| DATA RECORDS |
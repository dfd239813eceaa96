#![deny(warnings, rust_2018_idioms)]
#![forbid(unsafe_code)]

#[cfg(all(target_os = "linux", target_arch = "x86_64", target_env = "gnu"))]
#[global_allocator]
static GLOBAL: jemallocator::Jemalloc = jemallocator::Jemalloc;

#[tokio::main]
async fn main() -> anyhow::Result<()> {
    httpproxy_admission_runtime::Args::parse_and_run().await
}
#![deny(warnings, rust_2018_idioms)]
#![forbid(unsafe_code)]

pub mod httpproxy;

pub use self::httpproxy::{HttpProxy, HttpProxySpec, VirtualHost};
pub use kube::{
    api::{Api, ListParams},
    core::{DynamicObject, GroupVersionKind},
    Client, Resource, ResourceExt,
};
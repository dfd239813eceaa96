use crate::{
    codec::{Codec, RawRequest},
    core::Validator,
    k8s::{GroupVersionKind, HttpProxy, Resource, ResourceExt},
    metrics::{AdmissionMetrics, Outcome},
};
use futures::future;
use http_body_util::BodyExt;
use hyper::{http, Request, Response};
use kube::core::{admission::AdmissionResponse, Status};
use std::convert::Infallible;
use thiserror::Error;
use tracing::{debug, error, info, trace, warn};

/// The only path on which admission reviews are accepted.
pub const ADMISSION_PATH: &str = "/validate";

const BAD_REQUEST: &str = "BadRequest";
const INTERNAL_ERROR: &str = "InternalError";

/// Serves `HTTPProxy` admission reviews.
#[derive(Clone)]
pub struct Admission {
    validator: Validator,
    codec: Codec,
    metrics: AdmissionMetrics,
}

#[derive(Debug, Error)]
pub enum Error {
    #[error("failed to read request body: {0}")]
    Request(#[source] BoxError),

    #[error("failed to encode json response: {0}")]
    Json(#[from] serde_json::Error),
}

type BoxError = Box<dyn std::error::Error + Send + Sync>;

type Body = http_body_util::Full<bytes::Bytes>;

// === impl Admission ===

impl<B> tower::Service<Request<B>> for Admission
where
    B: hyper::body::Body + Send + 'static,
    B::Data: Send,
    B::Error: Into<BoxError>,
{
    type Response = Response<Body>;
    type Error = Infallible;
    type Future = future::BoxFuture<'static, Result<Response<Body>, Infallible>>;

    fn poll_ready(
        &mut self,
        _cx: &mut std::task::Context<'_>,
    ) -> std::task::Poll<Result<(), Self::Error>> {
        std::task::Poll::Ready(Ok(()))
    }

    fn call(&mut self, req: Request<B>) -> Self::Future {
        trace!(method = %req.method(), uri = %req.uri());
        if req.method() != http::Method::POST || req.uri().path() != ADMISSION_PATH {
            return Box::pin(future::ok(empty_response(http::StatusCode::NOT_FOUND)));
        }

        let admission = self.clone();
        Box::pin(async move {
            let bytes = match req.into_body().collect().await {
                Ok(body) => body.to_bytes(),
                Err(error) => {
                    let error = Error::Request(error.into());
                    warn!(%error, "Failed to read request body");
                    admission.metrics.observe(Outcome::Invalid);
                    return Ok(empty_response(http::StatusCode::BAD_REQUEST));
                }
            };
            Ok(admission.review(&bytes).await)
        })
    }
}

impl Admission {
    pub fn new(validator: Validator, codec: Codec, metrics: AdmissionMetrics) -> Self {
        Self {
            validator,
            codec,
            metrics,
        }
    }

    async fn review(self, bytes: &[u8]) -> Response<Body> {
        let req = match self.codec.decode_request(bytes) {
            Ok(req) => req,
            Err(error) => {
                warn!(%error, "Invalid admission request");
                self.metrics.observe(Outcome::Invalid);
                return empty_response(http::StatusCode::BAD_REQUEST);
            }
        };
        debug!(?req);

        let (outcome, rsp) = self.admit(req).await;
        self.metrics.observe(outcome);
        debug!(?rsp);

        match self.codec.encode_review(&rsp.into_review()) {
            Ok(body) => json_response(body),
            Err(error) => {
                let error = Error::from(error);
                error!(%error, "Failed to encode admission response");
                Response::builder()
                    .status(http::StatusCode::INTERNAL_SERVER_ERROR)
                    .body(Body::from(error.to_string()))
                    .expect("error response must be valid")
            }
        }
    }

    async fn admit(&self, raw: RawRequest) -> (Outcome, AdmissionResponse) {
        let RawRequest {
            request: req,
            object,
        } = raw;
        let rsp = AdmissionResponse::from(&req);

        if req.kind != httpproxy_kind() {
            let message = format!(
                "Review is not for HTTPProxy resource. Instead got {} with name {}",
                format_kind(&req.kind),
                req.name
            );
            info!(uid = %req.uid, %message, "Denied");
            return (Outcome::Denied, deny(rsp, BAD_REQUEST, message));
        }

        let proxy = match self.codec.decode_proxy(object) {
            Ok(proxy) => proxy,
            Err(error) => {
                warn!(uid = %req.uid, %error, "Failed to decode HTTPProxy");
                return (Outcome::Error, deny(rsp, INTERNAL_ERROR, error));
            }
        };

        match self.validator.validate(&proxy).await {
            Ok(verdict) if verdict.valid => (Outcome::Allowed, rsp),
            Ok(verdict) => {
                info!(
                    uid = %req.uid,
                    name = %proxy.name_any(),
                    reason = %verdict.reason,
                    "Denied"
                );
                (Outcome::Denied, deny(rsp, BAD_REQUEST, verdict.reason))
            }
            Err(error) => {
                error!(
                    uid = %req.uid,
                    %error,
                    reason = %error.verdict().reason,
                    "Failed to validate HTTPProxy"
                );
                (Outcome::Error, deny(rsp, INTERNAL_ERROR, error))
            }
        }
    }
}

fn httpproxy_kind() -> GroupVersionKind {
    GroupVersionKind::gvk(
        &HttpProxy::group(&()),
        &HttpProxy::version(&()),
        &HttpProxy::kind(&()),
    )
}

fn format_kind(gvk: &GroupVersionKind) -> String {
    format!("{}/{}, Kind={}", gvk.group, gvk.version, gvk.kind)
}

fn deny(mut rsp: AdmissionResponse, reason: &str, message: impl ToString) -> AdmissionResponse {
    let code = if reason == BAD_REQUEST {
        http::StatusCode::BAD_REQUEST
    } else {
        http::StatusCode::INTERNAL_SERVER_ERROR
    };
    rsp.allowed = false;
    rsp.result = Status::failure(&message.to_string(), reason).with_code(code.as_u16());
    rsp
}

fn json_response(body: Vec<u8>) -> Response<Body> {
    Response::builder()
        .status(http::StatusCode::OK)
        .header(http::header::CONTENT_TYPE, "application/json")
        .body(Body::from(body))
        .expect("admission review response must be valid")
}

fn empty_response(status: http::StatusCode) -> Response<Body> {
    Response::builder()
        .status(status)
        .body(Body::default())
        .expect("empty response must be valid")
}
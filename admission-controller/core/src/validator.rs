use crate::{
    k8s::{HttpProxy, ResourceExt},
    IngressClasses, Store,
};
use std::sync::Arc;
use thiserror::Error;
use tracing::{debug, info};

/// The reason given when the store cannot be listed.
pub const LIST_FAILED_REASON: &str = "could not list resources in cluster";

/// Detects `HTTPProxy` resources that claim a virtual host already claimed by
/// another proxy in one of the targeted ingress classes.
#[derive(Clone)]
pub struct Validator {
    store: Arc<dyn Store>,
    classes: IngressClasses,
}

/// The outcome of validating a single proxy.
#[derive(Clone, Debug, PartialEq, Eq)]
pub struct Verdict {
    pub valid: bool,
    /// Empty iff `valid`.
    pub reason: String,
}

/// The store could not be listed, so the proxy could not be checked.
///
/// Callers should still reject the proxy; [`Error::verdict`] describes the
/// rejection.
#[derive(Debug, Error)]
pub enum Error {
    #[error(transparent)]
    List(#[from] anyhow::Error),
}

// === impl Validator ===

impl Validator {
    pub fn new(store: Arc<dyn Store>, classes: IngressClasses) -> Self {
        Self { store, classes }
    }

    /// Validates `proxy` against all proxies currently in the store.
    ///
    /// Proxies outside of the targeted ingress classes are always valid and
    /// do not cause the store to be listed.
    pub async fn validate(&self, proxy: &HttpProxy) -> Result<Verdict, Error> {
        if !self.classes.matches(proxy) {
            debug!(name = %proxy.name_any(), "Proxy is not in a targeted ingress class");
            return Ok(Verdict::valid());
        }

        let proxies = self.store.list_http_proxies().await?;
        let conflicts = self.conflicts(proxy, &proxies);
        if conflicts.is_empty() {
            return Ok(Verdict::valid());
        }

        let name = proxy.metadata.name.as_deref().unwrap_or_default();
        info!(name, ?conflicts, "Virtual host conflict");
        Ok(Verdict::invalid(format!(
            "{name} is in conflict with [{}]",
            conflicts.join(" ")
        )))
    }

    /// Returns the names of targeted proxies in `proxies` that claim the same
    /// virtual host as `proxy`, in enumeration order.
    ///
    /// FQDNs are compared verbatim: no case folding or trailing-dot handling.
    /// Proxies without a virtual host never conflict, and the stored revision
    /// of `proxy` itself is skipped so that updates do not conflict with
    /// themselves.
    fn conflicts<'p>(&self, proxy: &HttpProxy, proxies: &'p [HttpProxy]) -> Vec<&'p str> {
        let Some(fqdn) = proxy.fqdn() else {
            return Vec::new();
        };

        // TODO: Validate delegated proxies against the roots that include
        // them.
        proxies
            .iter()
            .filter(|p| !is_same_resource(p, proxy))
            .filter(|p| p.fqdn() == Some(fqdn) && self.classes.matches(p))
            .map(|p| p.metadata.name.as_deref().unwrap_or_default())
            .collect()
    }
}

fn is_same_resource(a: &HttpProxy, b: &HttpProxy) -> bool {
    a.metadata.name.is_some()
        && a.metadata.name == b.metadata.name
        && a.namespace() == b.namespace()
}

// === impl Verdict ===

impl Verdict {
    pub fn valid() -> Self {
        Self {
            valid: true,
            reason: String::new(),
        }
    }

    pub fn invalid(reason: impl Into<String>) -> Self {
        Self {
            valid: false,
            reason: reason.into(),
        }
    }
}

// === impl Error ===

impl Error {
    /// The conservative rejection issued when the proxy could not be checked.
    pub fn verdict(&self) -> Verdict {
        Verdict::invalid(LIST_FAILED_REASON)
    }
}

| TASK ITEM |
Set down each line exactly as it appears, starting at the top of the data and ending at the line containing "#[tokio::main]", and include no other lines.

| SOLUTION TO THE PROBLEM |
repository dfd239813eceaa96
#![deny(warnings, rust_2018_idioms)]
#![forbid(unsafe_code)]

#[cfg(all(target_os = "linux", target_arch = "x86_64", target_env = "gnu"))]
#[global_allocator]
static GLOBAL: jemallocator::Jemalloc = jemallocator::Jemalloc;

#[tokio::main]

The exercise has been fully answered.